LONDON: Princes William and Harry have both condemned the 'deceit' that lay behind their late mother Princess Diana's famous BBC interview over 25 years ago in which she first spoke about her troubled marriage to their father, Prince Charles.
In separate statements following an independent inquiry's conclusion that the BBC "fell short of the high standards of integrity and transparency which are its hallmark", her sons blamed the controversial 1995 interview for her 'fear and paranoia' that damaged their parents' relationship.
In a rare candid intervention, William said his mother was failed not just by the "rogue reporter" but by BBC bosses "who looked the other way rather than asking the tough questions".
"The findings are very concerning, that BBC employees lied and used fake documents to obtain the interview with my mother, made lurid and false claims about the royal family, which played on her fears and fuelled paranoia," William, the Duke of Cambridge, said in a video statement.
"(The BBC) displayed woeful incompetence when investigating complaints and concerns about the programme and were evasive in their reporting to the media and covered up what they knew from their internal investigation. It is my view that the deceitful way in which the interview was obtained substantially influenced what my mother said," he said.
The 38-year-old second in line to the British throne, who was 15 years old at the time of his mother's death in a car crash in Paris two years after the interview in 1997, recalled her final years with sadness.
"The interview was a major contribution in making my parents' relationship worse and has since hurt countless others. It brings indescribable sadness to know that the BBC's failures contributed significantly to her fear, paranoia and isolation that I remember from those final years with her," said William.
"What saddens me most is that if the BBC had properly investigated the complaints and concerns first raised in 1995, my mother would have known that she had been deceived," he said, branding the interview a "false narrative" which must never be aired again.
His younger brother, Prince Harry - the Duke of Sussex, blamed a toxic media culture for his mother's death.
In his separate statement, Prince Harry said that the "ripple effect of a culture of exploitation and unethical practices" ultimately took his mother's life.
He expressed concern that such practices "are still widespread today", adding that it was "bigger than one outlet, one network or one publication".
"Our mother lost her life because of this, and nothing has changed. By protecting her legacy, we protect everyone, and uphold the dignity with which she lived her life," said Harry, who stepped back as a frontline royal last year and is now based in California.
During the BBC interview, Diana sensationally claimed there were "three of us" in her marriage to Prince Charles referring to Camilla, now his wife and Duchess of Cornwall.
The interview with Martin Bashir, who left the BBC recently, was a worldwide scoop as it was the first time a serving royal had spoken so openly about life in Britain's royal family.
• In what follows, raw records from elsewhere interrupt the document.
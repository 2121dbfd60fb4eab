use std::time::{Duration, Instant};

use rand::seq::SliceRandom;
use rand::Rng;
use reqwest::{header, Method, StatusCode, Url};

use crate::core::Core;
use crate::model::ProbabilityModel;

// Value of the Server header that identifies a genuine platform tracking
// endpoint; the platform rejects OPTIONS but still identifies itself.
const TRACKING_SERVER: &str = "msys-http";

#[derive(Debug, Clone, Copy, PartialEq, Eq)]
pub enum UrlKind {
    OpenPixel,
    Link,
}

#[derive(Debug, Clone, PartialEq, Eq)]
pub struct TrackedUrl {
    pub kind: UrlKind,
    pub url: String,
}

// Streaming tag scan over the HTML body: open-pixel candidates come from
// img/src, click candidates from a/href. Anything else is ignored.
pub fn scan_urls(html: &str) -> Vec<TrackedUrl> {
    let mut urls = Vec::new();
    scan_tags(html, |tag, attr, value| {
        let kind = match (tag, attr) {
            ("img", "src") => UrlKind::OpenPixel,
            ("a", "href") => UrlKind::Link,
            _ => return,
        };
        if !value.is_empty() {
            urls.push(TrackedUrl {
                kind,
                url: value.to_string(),
            });
        }
    });
    urls
}

fn scan_tags(html: &str, mut on_attr: impl FnMut(&str, &str, &str)) {
    let mut rest = html;
    while let Some(start) = rest.find('<') {
        rest = &rest[start + 1..];
        let Some(end) = rest.find('>') else {
            break;
        };
        let tag = &rest[..end];
        rest = &rest[end + 1..];
        if tag.starts_with('/') || tag.starts_with('!') || tag.starts_with('?') {
            continue;
        }

        let name_end = tag
            .find(|c: char| c.is_ascii_whitespace())
            .unwrap_or(tag.len());
        let name = tag[..name_end].to_ascii_lowercase();
        let mut attrs = tag[name_end..].trim_start();

        while !attrs.is_empty() {
            let attr_end = attrs
                .find(|c: char| c == '=' || c.is_ascii_whitespace())
                .unwrap_or(attrs.len());
            let attr = attrs[..attr_end].to_ascii_lowercase();
            attrs = attrs[attr_end..].trim_start();

            let mut value = "";
            if let Some(after_eq) = attrs.strip_prefix('=') {
                let after_eq = after_eq.trim_start();
                if let Some(quoted) = after_eq.strip_prefix('"') {
                    let value_end = quoted.find('"').unwrap_or(quoted.len());
                    value = &quoted[..value_end];
                    attrs = quoted.get(value_end + 1..).unwrap_or("");
                } else if let Some(quoted) = after_eq.strip_prefix('\'') {
                    let value_end = quoted.find('\'').unwrap_or(quoted.len());
                    value = &quoted[..value_end];
                    attrs = quoted.get(value_end + 1..).unwrap_or("");
                } else {
                    let value_end = after_eq
                        .find(|c: char| c.is_ascii_whitespace())
                        .unwrap_or(after_eq.len());
                    value = &after_eq[..value_end];
                    attrs = &after_eq[value_end..];
                }
            }
            if !attr.is_empty() && attr != "/" {
                on_attr(&name, &attr, value);
            }
            attrs = attrs.trim_start();
        }
    }
}

// Per-origin verification verdicts with independent expiry. Staleness is
// acceptable, this only exists to avoid re-probing the same host within a
// batch.
pub struct EndpointCache {
    verified: lru_cache::LruCache<String, Instant, ahash::RandomState>,
    rejected: lru_cache::LruCache<String, Instant, ahash::RandomState>,
    ttl_verified: Duration,
    ttl_rejected: Duration,
}

impl EndpointCache {
    pub fn new(capacity: usize, ttl_verified: Duration, ttl_rejected: Duration) -> Self {
        EndpointCache {
            verified: lru_cache::LruCache::with_hasher(capacity, ahash::RandomState::new()),
            rejected: lru_cache::LruCache::with_hasher(capacity, ahash::RandomState::new()),
            ttl_verified,
            ttl_rejected,
        }
    }

    pub fn get(&mut self, origin: &str) -> Option<bool> {
        if let Some(valid_until) = self.verified.get_mut(origin) {
            if *valid_until >= Instant::now() {
                return Some(true);
            }
            self.verified.remove(origin);
        }
        if let Some(valid_until) = self.rejected.get_mut(origin) {
            if *valid_until >= Instant::now() {
                return Some(false);
            }
            self.rejected.remove(origin);
        }
        None
    }

    pub fn insert(&mut self, origin: String, verdict: bool) {
        if verdict {
            self.verified
                .insert(origin, Instant::now() + self.ttl_verified);
        } else {
            self.rejected
                .insert(origin, Instant::now() + self.ttl_rejected);
        }
    }
}

pub struct Tracker<'x> {
    pub core: &'x Core,
    pub http: &'x reqwest::Client,
}

impl Tracker<'_> {
    // Open / open-again / click / click-again simulation over one HTML
    // body, as driven by the conditional probabilities. Returns the action
    // fragment for the log line.
    pub async fn simulate<R: Rng>(
        &self,
        body: &str,
        model: &ProbabilityModel,
        rng: &mut R,
    ) -> String {
        let mut log = String::from("Open");
        self.core.store.increment("open").await;
        self.feed(body, UrlKind::OpenPixel, "open_url_not_sparkpost", rng)
            .await;

        if rng.gen::<f64>() <= model.open_again_given_open {
            self.feed(body, UrlKind::OpenPixel, "open_url_not_sparkpost", rng)
                .await;
            log.push_str("_OpenAgain");
            self.core.store.increment("open_again").await;
        }
        if rng.gen::<f64>() <= model.click_given_open {
            self.feed(body, UrlKind::Link, "click_url_not_sparkpost", rng)
                .await;
            log.push_str("_Click");
            self.core.store.increment("click").await;
            if rng.gen::<f64>() <= model.click_again_given_click {
                self.feed(body, UrlKind::Link, "click_url_not_sparkpost", rng)
                    .await;
                log.push_str("_ClickAgain");
                self.core.store.increment("click_again").await;
            }
        }
        log
    }

    async fn feed<R: Rng>(&self, body: &str, kind: UrlKind, reject_counter: &str, rng: &mut R) {
        for tracked in scan_urls(body) {
            if tracked.kind != kind {
                continue;
            }
            if self.endpoint_verified(&tracked.url).await {
                self.touch(&tracked.url, rng).await;
            } else {
                self.core.store.increment(reject_counter).await;
            }
        }
    }

    // A URL is only visited when its origin is allowlisted or probes as a
    // genuine platform tracking endpoint.
    async fn endpoint_verified(&self, url: &str) -> bool {
        let Ok(url) = Url::parse(url) else {
            return false;
        };
        let Some(host) = url.host_str() else {
            return false;
        };
        if self
            .core
            .config
            .tracking
            .domains
            .contains(&host.to_ascii_lowercase())
        {
            return true;
        }

        let origin = match url.port() {
            Some(port) => format!("{}://{}:{}/", url.scheme(), host, port),
            None => format!("{}://{}/", url.scheme(), host),
        };
        if let Some(verdict) = self.core.endpoints.lock().get(&origin) {
            return verdict;
        }
        let verdict = self.probe(&origin).await;
        self.core.endpoints.lock().insert(origin, verdict);
        verdict
    }

    async fn probe(&self, origin: &str) -> bool {
        match self.http.request(Method::OPTIONS, origin).send().await {
            Ok(response) => {
                response.status() == StatusCode::METHOD_NOT_ALLOWED
                    && response
                        .headers()
                        .get(header::SERVER)
                        .and_then(|value| value.to_str().ok())
                        == Some(TRACKING_SERVER)
            }
            Err(err) => {
                tracing::debug!(
                    context = "tracking",
                    event = "probe-failed",
                    origin = origin,
                    reason = %err,
                );
                false
            }
        }
    }

    // Non-redirecting GET with a randomized user agent; the body is left
    // unread on purpose.
    async fn touch<R: Rng>(&self, url: &str, rng: &mut R) {
        let agents = &self.core.config.tracking.user_agents;
        let agent = agents
            .choose(rng)
            .map(|agent| agent.as_str())
            .unwrap_or(crate::USER_AGENT);
        if let Err(err) = self
            .http
            .get(url)
            .header(header::USER_AGENT, agent)
            .send()
            .await
        {
            tracing::debug!(
                context = "tracking",
                event = "touch-failed",
                url = url,
                reason = %err,
            );
        }
    }
}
But since then her brother, Earl Spencer, has claimed that Bashir had lied to get the interview and showed him forged bank statements in order to gain his confidence so that he would introduce him to Diana.
Lord John Dyson, the retired judge who led the inquiry, delivered his findings on Thursday.
"I am satisfied that the BBC covered up in its press logs such facts as it had been able to establish about how Mr Bashir secured the interview," his report concluded.
The BBC issued a "full and unconditional" apology and has also written to apologise to Princes William and Harry, as well as the Prince Charles and Earl Spencer.